Required action: Once you find the line with "fn init_tracing(quiet: bool)" in the entries below, return exactly every line from it through the line with "async fn main()".

═════ Recorded information ═════

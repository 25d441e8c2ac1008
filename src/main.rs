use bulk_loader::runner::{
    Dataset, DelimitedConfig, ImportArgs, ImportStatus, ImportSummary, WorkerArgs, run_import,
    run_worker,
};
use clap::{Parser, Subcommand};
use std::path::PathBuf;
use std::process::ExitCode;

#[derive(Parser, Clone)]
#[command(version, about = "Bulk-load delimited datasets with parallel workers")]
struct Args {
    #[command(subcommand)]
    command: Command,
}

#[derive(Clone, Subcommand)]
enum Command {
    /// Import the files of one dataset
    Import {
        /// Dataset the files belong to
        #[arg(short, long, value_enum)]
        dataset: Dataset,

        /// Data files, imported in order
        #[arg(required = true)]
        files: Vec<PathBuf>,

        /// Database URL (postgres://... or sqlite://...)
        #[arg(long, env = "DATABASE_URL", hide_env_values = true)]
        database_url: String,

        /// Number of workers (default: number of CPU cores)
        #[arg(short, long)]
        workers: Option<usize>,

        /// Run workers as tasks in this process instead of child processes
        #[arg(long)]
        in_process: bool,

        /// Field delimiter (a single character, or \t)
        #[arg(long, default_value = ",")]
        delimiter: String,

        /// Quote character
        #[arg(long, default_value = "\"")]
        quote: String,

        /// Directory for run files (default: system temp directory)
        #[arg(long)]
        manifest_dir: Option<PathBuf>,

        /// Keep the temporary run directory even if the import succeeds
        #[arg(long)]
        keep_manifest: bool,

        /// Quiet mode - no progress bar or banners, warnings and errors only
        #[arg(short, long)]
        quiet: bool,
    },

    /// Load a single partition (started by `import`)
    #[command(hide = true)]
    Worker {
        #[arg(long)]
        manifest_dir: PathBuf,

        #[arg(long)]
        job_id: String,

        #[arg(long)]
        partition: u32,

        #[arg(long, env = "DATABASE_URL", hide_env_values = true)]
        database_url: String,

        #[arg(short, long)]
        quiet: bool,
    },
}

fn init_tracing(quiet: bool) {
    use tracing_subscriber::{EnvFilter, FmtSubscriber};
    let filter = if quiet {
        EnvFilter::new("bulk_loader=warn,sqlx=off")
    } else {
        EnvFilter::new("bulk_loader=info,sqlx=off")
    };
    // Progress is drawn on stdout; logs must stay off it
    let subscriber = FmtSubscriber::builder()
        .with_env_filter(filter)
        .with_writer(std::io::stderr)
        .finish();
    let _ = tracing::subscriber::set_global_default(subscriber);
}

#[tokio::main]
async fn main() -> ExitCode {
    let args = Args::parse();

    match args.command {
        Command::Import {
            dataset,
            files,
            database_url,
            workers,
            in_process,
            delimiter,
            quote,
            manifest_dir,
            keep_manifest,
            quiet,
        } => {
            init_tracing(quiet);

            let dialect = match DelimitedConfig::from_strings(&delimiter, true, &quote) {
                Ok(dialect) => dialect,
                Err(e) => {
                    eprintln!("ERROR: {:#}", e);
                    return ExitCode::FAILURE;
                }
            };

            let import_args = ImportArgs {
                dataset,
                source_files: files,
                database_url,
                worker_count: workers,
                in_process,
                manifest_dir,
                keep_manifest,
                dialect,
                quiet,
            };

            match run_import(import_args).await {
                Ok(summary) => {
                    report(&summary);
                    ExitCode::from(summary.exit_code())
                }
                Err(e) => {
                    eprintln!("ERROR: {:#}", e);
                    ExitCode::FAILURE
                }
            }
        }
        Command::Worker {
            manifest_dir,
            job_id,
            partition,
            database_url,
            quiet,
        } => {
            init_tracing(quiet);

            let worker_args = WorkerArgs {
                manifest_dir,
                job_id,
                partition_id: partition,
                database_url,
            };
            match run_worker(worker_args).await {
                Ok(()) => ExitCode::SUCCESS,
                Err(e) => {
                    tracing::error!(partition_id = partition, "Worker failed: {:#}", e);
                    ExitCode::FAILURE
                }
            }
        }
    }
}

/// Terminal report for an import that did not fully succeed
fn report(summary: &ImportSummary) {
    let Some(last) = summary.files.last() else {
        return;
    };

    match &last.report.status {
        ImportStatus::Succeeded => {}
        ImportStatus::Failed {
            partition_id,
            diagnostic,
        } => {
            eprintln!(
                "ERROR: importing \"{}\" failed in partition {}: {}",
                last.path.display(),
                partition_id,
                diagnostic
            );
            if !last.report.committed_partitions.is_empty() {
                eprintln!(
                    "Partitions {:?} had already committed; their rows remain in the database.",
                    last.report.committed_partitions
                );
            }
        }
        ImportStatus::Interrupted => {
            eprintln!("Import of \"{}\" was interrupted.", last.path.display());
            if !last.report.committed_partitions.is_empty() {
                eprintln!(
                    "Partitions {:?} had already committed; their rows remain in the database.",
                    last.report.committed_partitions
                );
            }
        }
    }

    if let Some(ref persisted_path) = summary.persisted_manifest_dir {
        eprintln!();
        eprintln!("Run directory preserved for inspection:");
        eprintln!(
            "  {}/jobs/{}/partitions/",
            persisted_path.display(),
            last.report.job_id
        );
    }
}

═════

Task solution:
fn init_tracing(quiet: bool) {
    use tracing_subscriber::{EnvFilter, FmtSubscriber};
    let filter = if quiet {
        EnvFilter::new("bulk_loader=warn,sqlx=off")
    } else {
        EnvFilter::new("bulk_loader=info,sqlx=off")
    };
    // Progress is drawn on stdout; logs must stay off it
    let subscriber = FmtSubscriber::builder()
        .with_env_filter(filter)
        .with_writer(std::io::stderr)
        .finish();
    let _ = tracing::subscriber::set_global_default(subscriber);
}

#[tokio::main]
async fn main() -> ExitCode {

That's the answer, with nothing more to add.